[Collected data]
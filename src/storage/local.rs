//! Local filesystem storage implementation.
//!
//! Each log is a JSON Lines file: one serialized record per line, appended
//! and never rewritten. Lines that fail to parse are skipped with a warning
//! so a torn write cannot poison the whole history.

use std::path::{Path, PathBuf};
use std::sync::Arc;

use async_trait::async_trait;
use chrono::{DateTime, Utc};
use serde::{Serialize, de::DeserializeOwned};
use tokio::io::AsyncWriteExt;
use tokio::sync::Mutex;

use crate::error::{AppError, Result};
use crate::models::{ChangeRecord, DiffEntry, Snapshot};
use crate::storage::{ChangeLog, SnapshotStore, latest_of};

const SNAPSHOTS: &str = "snapshots.jsonl";
const CHANGES: &str = "changes.jsonl";
const DIFFS: &str = "diffs.jsonl";

/// Local filesystem storage backend.
#[derive(Clone)]
pub struct LocalStorage {
    root_dir: PathBuf,
    write_lock: Arc<Mutex<()>>,
}

impl LocalStorage {
    /// Create a new LocalStorage rooted at the given directory.
    pub fn new(root_dir: impl Into<PathBuf>) -> Self {
        Self {
            root_dir: root_dir.into(),
            write_lock: Arc::new(Mutex::new(())),
        }
    }

    /// Storage root directory.
    pub fn root(&self) -> &Path {
        &self.root_dir
    }

    /// Get the full path for a relative key.
    fn path(&self, key: &str) -> PathBuf {
        self.root_dir.join(key)
    }

    /// Ensure parent directory exists.
    async fn ensure_dir(&self, path: &Path) -> Result<()> {
        if let Some(parent) = path.parent() {
            tokio::fs::create_dir_all(parent).await?;
        }
        Ok(())
    }

    /// Append records as JSON lines in a single write.
    async fn append_lines<T: Serialize>(&self, key: &str, items: &[T]) -> Result<()> {
        if items.is_empty() {
            return Ok(());
        }

        let mut buf = Vec::new();
        for item in items {
            serde_json::to_writer(&mut buf, item)?;
            buf.push(b'\n');
        }

        let path = self.path(key);
        let _guard = self.write_lock.lock().await;
        self.ensure_dir(&path).await?;

        let mut file = tokio::fs::OpenOptions::new()
            .create(true)
            .append(true)
            .open(&path)
            .await?;
        file.write_all(&buf).await?;
        file.flush().await?;
        Ok(())
    }

    /// Read bytes, returning None if file doesn't exist.
    async fn read_bytes(&self, key: &str) -> Result<Option<Vec<u8>>> {
        let path = self.path(key);
        match tokio::fs::read(&path).await {
            Ok(bytes) => Ok(Some(bytes)),
            Err(e) if e.kind() == std::io::ErrorKind::NotFound => Ok(None),
            Err(e) => Err(AppError::Io(e)),
        }
    }

    /// Read every parsable record of a JSON Lines file.
    async fn read_lines<T: DeserializeOwned>(&self, key: &str) -> Result<Vec<T>> {
        let Some(bytes) = self.read_bytes(key).await? else {
            return Ok(Vec::new());
        };

        let text = String::from_utf8_lossy(&bytes);
        let mut items = Vec::new();
        for (index, line) in text.lines().enumerate() {
            if line.trim().is_empty() {
                continue;
            }
            match serde_json::from_str(line) {
                Ok(item) => items.push(item),
                Err(e) => log::warn!("Skipping malformed line {} of {}: {}", index + 1, key, e),
            }
        }
        Ok(items)
    }
}

#[async_trait]
impl SnapshotStore for LocalStorage {
    async fn append(&self, snapshot: &Snapshot) -> Result<()> {
        self.append_lines(SNAPSHOTS, std::slice::from_ref(snapshot))
            .await
    }

    async fn latest(&self, target_name: &str) -> Result<Option<Snapshot>> {
        let history: Vec<Snapshot> = self.read_lines(SNAPSHOTS).await?;
        Ok(latest_of(&history, target_name).cloned())
    }
}

#[async_trait]
impl ChangeLog for LocalStorage {
    async fn append_change(&self, record: &ChangeRecord) -> Result<()> {
        self.append_lines(CHANGES, std::slice::from_ref(record)).await
    }

    async fn append_diff_rows(&self, rows: &[DiffEntry]) -> Result<()> {
        self.append_lines(DIFFS, rows).await
    }

    async fn changes_for_run(&self, run_time: DateTime<Utc>) -> Result<Vec<ChangeRecord>> {
        let records: Vec<ChangeRecord> = self.read_lines(CHANGES).await?;
        Ok(records
            .into_iter()
            .filter(|r| r.run_time == run_time)
            .collect())
    }

    async fn diffs_for_run(&self, run_time: DateTime<Utc>) -> Result<Vec<DiffEntry>> {
        let rows: Vec<DiffEntry> = self.read_lines(DIFFS).await?;
        Ok(rows.into_iter().filter(|r| r.run_time == run_time).collect())
    }

    async fn latest_run_time(&self) -> Result<Option<DateTime<Utc>>> {
        let records: Vec<ChangeRecord> = self.read_lines(CHANGES).await?;
        Ok(records.iter().map(|r| r.run_time).max())
    }
}

#[cfg(test)]
mod tests {
    use super::*;
    use crate::models::{Canonical, ChangeDetail, ChangeFlag, DiffRow};
    use serde_json::json;
    use tempfile::TempDir;

    fn time(s: &str) -> DateTime<Utc> {
        s.parse().unwrap()
    }

    fn snapshot(name: &str, run_time: &str, content: Canonical) -> Snapshot {
        Snapshot {
            run_time: time(run_time),
            target_name: name.into(),
            url: format!("https://{}.example.com", name.to_lowercase()),
            content,
        }
    }

    fn record(name: &str, run_time: &str, flag: ChangeFlag, detail: ChangeDetail) -> ChangeRecord {
        ChangeRecord {
            run_time: time(run_time),
            target_name: name.into(),
            url: "https://example.com".into(),
            flag,
            detail,
        }
    }

    #[tokio::test]
    async fn test_latest_on_empty_storage() {
        let tmp = TempDir::new().unwrap();
        let storage = LocalStorage::new(tmp.path());

        assert!(storage.latest("SOB").await.unwrap().is_none());
        assert!(storage.latest_run_time().await.unwrap().is_none());
    }

    #[tokio::test]
    async fn test_snapshots_round_trip_both_kinds() {
        let tmp = TempDir::new().unwrap();
        let storage = LocalStorage::new(tmp.path());

        let text = snapshot("SOB", "2026-03-01T00:00:00Z", Canonical::Text("A\nB".into()));
        let structured = snapshot(
            "API",
            "2026-03-01T00:00:00Z",
            Canonical::Structured(json!({"a": [1, 2]})),
        );
        storage.append(&text).await.unwrap();
        storage.append(&structured).await.unwrap();

        assert_eq!(storage.latest("SOB").await.unwrap(), Some(text));
        assert_eq!(storage.latest("API").await.unwrap(), Some(structured));
    }

    #[tokio::test]
    async fn test_latest_prefers_newest_then_last_appended() {
        let tmp = TempDir::new().unwrap();
        let storage = LocalStorage::new(tmp.path());

        for (t, body) in [
            ("2026-03-02T00:00:00Z", "second"),
            ("2026-03-01T00:00:00Z", "first"),
            ("2026-03-02T00:00:00Z", "second again"),
        ] {
            let s = snapshot("SOB", t, Canonical::Text(body.into()));
            storage.append(&s).await.unwrap();
        }

        let latest = storage.latest("SOB").await.unwrap().unwrap();
        assert_eq!(latest.content.as_text(), Some("second again"));
    }

    #[tokio::test]
    async fn test_malformed_lines_are_skipped() {
        let tmp = TempDir::new().unwrap();
        let storage = LocalStorage::new(tmp.path());

        let s = snapshot("SOB", "2026-03-01T00:00:00Z", Canonical::Text("kept".into()));
        storage.append(&s).await.unwrap();

        let path = tmp.path().join(SNAPSHOTS);
        let mut raw = tokio::fs::read_to_string(&path).await.unwrap();
        raw.push_str("{\"run_time\": \"not a time\"\n\n");
        tokio::fs::write(&path, raw).await.unwrap();

        assert_eq!(storage.latest("SOB").await.unwrap(), Some(s));
    }

    #[tokio::test]
    async fn test_change_log_filters_by_run() {
        let tmp = TempDir::new().unwrap();
        let storage = LocalStorage::new(tmp.path());
        let first = "2026-03-01T00:00:00Z";
        let second = "2026-03-02T00:00:00Z";

        storage
            .append_change(&record("A", first, ChangeFlag::FirstRun, ChangeDetail::Count(0)))
            .await
            .unwrap();
        storage
            .append_change(&record("A", second, ChangeFlag::Changed, ChangeDetail::Count(1)))
            .await
            .unwrap();
        storage
            .append_change(&record(
                "B",
                second,
                ChangeFlag::Error,
                ChangeDetail::Reason("timeout".into()),
            ))
            .await
            .unwrap();

        let entry = DiffEntry {
            run_time: time(second),
            target_name: "A".into(),
            url: "https://example.com".into(),
            row: DiffRow::new(2, "B", "X", "B".into(), "X".into()),
        };
        storage.append_diff_rows(&[entry.clone()]).await.unwrap();
        storage.append_diff_rows(&[]).await.unwrap();

        let changes = storage.changes_for_run(time(second)).await.unwrap();
        assert_eq!(changes.len(), 2);
        assert_eq!(changes[0].target_name, "A");
        assert_eq!(changes[1].flag, ChangeFlag::Error);

        assert_eq!(storage.diffs_for_run(time(second)).await.unwrap(), vec![entry]);
        assert!(storage.diffs_for_run(time(first)).await.unwrap().is_empty());
        assert_eq!(storage.latest_run_time().await.unwrap(), Some(time(second)));
    }

    #[tokio::test]
    async fn test_creates_missing_root() {
        let tmp = TempDir::new().unwrap();
        let storage = LocalStorage::new(tmp.path().join("nested/storage"));

        let s = snapshot("SOB", "2026-03-01T00:00:00Z", Canonical::Text("x y".into()));
        storage.append(&s).await.unwrap();
        assert!(storage.root().join(SNAPSHOTS).exists());
    }
}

◆ Work request
Whenever the string "slice" turns up in a line above, copy that line out.

◆ Answer space
        self.append_lines(SNAPSHOTS, std::slice::from_ref(snapshot))
        self.append_lines(CHANGES, std::slice::from_ref(record)).await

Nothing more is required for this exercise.